- Opening Delimiter -

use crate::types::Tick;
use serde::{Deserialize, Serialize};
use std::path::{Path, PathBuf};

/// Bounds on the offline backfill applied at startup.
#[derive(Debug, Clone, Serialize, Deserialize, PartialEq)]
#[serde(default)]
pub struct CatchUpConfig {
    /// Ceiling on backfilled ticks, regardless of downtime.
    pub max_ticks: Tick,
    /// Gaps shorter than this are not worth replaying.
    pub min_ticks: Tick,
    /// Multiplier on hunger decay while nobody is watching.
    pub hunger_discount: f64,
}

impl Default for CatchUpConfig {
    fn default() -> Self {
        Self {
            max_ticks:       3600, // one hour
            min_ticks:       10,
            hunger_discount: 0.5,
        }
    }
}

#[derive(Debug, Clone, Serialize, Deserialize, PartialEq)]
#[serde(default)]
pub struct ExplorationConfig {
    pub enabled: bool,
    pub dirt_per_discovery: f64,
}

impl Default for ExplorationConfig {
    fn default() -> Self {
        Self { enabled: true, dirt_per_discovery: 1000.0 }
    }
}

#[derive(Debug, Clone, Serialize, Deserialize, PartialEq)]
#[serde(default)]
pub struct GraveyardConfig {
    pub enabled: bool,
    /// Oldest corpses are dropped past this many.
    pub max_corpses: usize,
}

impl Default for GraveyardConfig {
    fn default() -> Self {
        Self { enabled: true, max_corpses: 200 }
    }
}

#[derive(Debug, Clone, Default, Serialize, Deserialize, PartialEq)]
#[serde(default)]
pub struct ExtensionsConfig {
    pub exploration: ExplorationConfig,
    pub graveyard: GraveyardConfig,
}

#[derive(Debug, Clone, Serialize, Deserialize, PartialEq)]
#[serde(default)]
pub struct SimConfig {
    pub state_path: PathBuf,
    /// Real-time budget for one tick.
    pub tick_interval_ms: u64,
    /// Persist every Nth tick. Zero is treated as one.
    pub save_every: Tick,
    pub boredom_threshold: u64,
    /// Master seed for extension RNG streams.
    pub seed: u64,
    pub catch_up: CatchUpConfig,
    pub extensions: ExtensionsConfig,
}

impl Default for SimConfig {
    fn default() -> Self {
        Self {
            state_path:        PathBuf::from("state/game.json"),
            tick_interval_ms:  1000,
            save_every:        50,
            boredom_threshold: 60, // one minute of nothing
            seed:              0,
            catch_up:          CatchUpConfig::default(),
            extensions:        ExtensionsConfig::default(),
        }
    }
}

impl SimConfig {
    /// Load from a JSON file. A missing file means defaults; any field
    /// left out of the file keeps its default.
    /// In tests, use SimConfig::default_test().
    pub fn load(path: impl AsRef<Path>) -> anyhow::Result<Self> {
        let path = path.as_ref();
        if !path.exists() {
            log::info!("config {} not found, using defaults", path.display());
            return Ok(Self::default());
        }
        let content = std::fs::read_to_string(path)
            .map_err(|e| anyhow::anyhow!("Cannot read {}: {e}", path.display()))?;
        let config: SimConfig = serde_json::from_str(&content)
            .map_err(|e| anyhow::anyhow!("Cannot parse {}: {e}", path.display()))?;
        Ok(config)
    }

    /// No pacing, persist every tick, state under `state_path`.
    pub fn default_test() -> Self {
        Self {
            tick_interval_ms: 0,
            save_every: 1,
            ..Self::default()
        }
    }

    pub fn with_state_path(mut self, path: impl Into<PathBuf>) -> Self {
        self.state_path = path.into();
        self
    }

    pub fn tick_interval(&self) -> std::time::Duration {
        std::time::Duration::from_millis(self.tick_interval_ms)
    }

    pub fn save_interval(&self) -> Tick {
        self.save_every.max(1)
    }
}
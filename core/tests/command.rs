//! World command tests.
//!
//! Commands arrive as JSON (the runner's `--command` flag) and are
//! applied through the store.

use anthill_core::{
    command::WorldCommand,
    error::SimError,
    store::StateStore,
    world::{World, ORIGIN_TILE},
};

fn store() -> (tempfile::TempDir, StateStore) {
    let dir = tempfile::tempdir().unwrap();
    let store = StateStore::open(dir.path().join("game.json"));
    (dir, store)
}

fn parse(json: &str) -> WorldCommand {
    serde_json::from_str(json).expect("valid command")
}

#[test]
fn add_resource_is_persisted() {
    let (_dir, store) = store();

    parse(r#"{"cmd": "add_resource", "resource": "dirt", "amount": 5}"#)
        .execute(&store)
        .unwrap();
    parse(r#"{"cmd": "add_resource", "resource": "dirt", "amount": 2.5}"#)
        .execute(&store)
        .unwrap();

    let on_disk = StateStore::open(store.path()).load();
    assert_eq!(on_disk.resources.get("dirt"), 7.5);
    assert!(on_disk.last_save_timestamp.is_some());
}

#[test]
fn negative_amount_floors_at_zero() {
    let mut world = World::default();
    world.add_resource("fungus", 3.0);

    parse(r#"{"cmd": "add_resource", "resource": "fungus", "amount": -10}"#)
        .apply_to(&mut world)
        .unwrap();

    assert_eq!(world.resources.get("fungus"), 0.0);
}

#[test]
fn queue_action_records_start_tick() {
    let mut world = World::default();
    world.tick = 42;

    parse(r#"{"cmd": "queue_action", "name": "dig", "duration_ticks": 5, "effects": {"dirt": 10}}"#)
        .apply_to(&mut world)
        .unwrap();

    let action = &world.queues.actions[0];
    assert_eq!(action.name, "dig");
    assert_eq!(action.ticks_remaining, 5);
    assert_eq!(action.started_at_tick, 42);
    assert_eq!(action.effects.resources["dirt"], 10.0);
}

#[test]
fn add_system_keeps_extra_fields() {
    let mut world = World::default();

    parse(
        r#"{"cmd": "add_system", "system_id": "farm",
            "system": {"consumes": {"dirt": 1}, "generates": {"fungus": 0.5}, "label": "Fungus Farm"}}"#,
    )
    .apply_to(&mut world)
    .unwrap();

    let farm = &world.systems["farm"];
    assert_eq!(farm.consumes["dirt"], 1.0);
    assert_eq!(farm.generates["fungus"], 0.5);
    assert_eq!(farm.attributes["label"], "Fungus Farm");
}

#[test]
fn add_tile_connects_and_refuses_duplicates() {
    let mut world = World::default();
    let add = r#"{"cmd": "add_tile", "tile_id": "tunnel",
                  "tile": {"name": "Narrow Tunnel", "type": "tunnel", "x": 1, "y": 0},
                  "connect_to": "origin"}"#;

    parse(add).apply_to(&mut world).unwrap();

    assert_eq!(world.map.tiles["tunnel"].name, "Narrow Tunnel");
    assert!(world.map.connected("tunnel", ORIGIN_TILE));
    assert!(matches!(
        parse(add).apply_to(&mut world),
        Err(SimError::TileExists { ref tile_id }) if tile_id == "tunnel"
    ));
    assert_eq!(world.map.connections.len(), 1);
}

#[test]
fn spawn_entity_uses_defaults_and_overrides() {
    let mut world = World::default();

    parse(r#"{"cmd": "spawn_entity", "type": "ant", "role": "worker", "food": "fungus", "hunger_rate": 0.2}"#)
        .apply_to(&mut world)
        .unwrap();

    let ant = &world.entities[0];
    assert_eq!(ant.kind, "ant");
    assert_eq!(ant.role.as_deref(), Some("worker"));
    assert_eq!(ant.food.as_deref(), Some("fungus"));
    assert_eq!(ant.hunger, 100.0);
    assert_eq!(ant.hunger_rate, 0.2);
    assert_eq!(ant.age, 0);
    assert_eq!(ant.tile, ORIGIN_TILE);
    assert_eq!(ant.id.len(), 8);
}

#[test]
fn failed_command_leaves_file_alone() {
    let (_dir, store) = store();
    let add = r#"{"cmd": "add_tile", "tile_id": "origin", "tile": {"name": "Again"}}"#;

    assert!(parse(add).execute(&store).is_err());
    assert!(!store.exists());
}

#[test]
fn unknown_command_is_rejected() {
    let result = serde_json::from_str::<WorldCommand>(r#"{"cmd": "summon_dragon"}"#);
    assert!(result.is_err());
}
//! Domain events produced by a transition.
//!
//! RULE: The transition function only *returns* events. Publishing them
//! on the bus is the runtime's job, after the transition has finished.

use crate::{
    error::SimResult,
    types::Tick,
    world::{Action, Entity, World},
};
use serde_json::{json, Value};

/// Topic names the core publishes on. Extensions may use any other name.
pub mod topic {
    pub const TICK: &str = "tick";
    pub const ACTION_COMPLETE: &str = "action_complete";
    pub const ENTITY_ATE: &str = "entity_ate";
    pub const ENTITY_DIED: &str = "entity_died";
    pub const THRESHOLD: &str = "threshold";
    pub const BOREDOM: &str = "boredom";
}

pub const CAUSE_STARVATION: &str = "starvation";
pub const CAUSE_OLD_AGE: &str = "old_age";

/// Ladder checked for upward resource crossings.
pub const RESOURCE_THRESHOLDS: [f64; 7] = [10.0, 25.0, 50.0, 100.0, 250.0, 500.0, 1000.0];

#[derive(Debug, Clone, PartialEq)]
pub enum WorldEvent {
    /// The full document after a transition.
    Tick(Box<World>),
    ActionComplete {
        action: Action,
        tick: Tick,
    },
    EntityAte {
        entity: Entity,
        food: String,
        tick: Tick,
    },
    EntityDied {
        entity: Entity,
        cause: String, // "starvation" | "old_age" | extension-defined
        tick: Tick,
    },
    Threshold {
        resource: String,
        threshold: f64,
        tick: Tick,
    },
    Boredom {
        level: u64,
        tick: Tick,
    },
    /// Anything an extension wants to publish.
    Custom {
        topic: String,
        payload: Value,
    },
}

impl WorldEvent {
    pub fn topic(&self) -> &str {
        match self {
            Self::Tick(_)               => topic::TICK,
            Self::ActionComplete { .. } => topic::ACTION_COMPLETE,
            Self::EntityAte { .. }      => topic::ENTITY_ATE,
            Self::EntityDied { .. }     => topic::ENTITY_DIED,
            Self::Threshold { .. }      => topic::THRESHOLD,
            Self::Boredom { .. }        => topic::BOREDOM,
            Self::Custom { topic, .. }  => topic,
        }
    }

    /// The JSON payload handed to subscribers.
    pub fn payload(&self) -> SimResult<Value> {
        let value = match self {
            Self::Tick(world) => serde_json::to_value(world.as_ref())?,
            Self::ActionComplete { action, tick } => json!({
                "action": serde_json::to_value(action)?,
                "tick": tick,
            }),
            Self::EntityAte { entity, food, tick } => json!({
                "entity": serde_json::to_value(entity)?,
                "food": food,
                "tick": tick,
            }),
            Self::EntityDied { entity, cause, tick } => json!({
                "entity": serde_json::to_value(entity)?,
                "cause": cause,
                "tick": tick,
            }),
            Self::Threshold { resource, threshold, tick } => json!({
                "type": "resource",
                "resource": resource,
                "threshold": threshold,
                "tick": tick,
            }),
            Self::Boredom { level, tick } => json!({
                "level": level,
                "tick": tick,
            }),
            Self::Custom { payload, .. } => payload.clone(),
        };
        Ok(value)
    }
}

- Closing Delimiter -

The task :: Starting at the first line of the data above, please restate word for word every line up to and including the one that holds "pub struct CatchUpConfig", and add nothing else.

Problem solution ::
use crate::types::Tick;
use serde::{Deserialize, Serialize};
use std::path::{Path, PathBuf};

/// Bounds on the offline backfill applied at startup.
#[derive(Debug, Clone, Serialize, Deserialize, PartialEq)]
#[serde(default)]
pub struct CatchUpConfig {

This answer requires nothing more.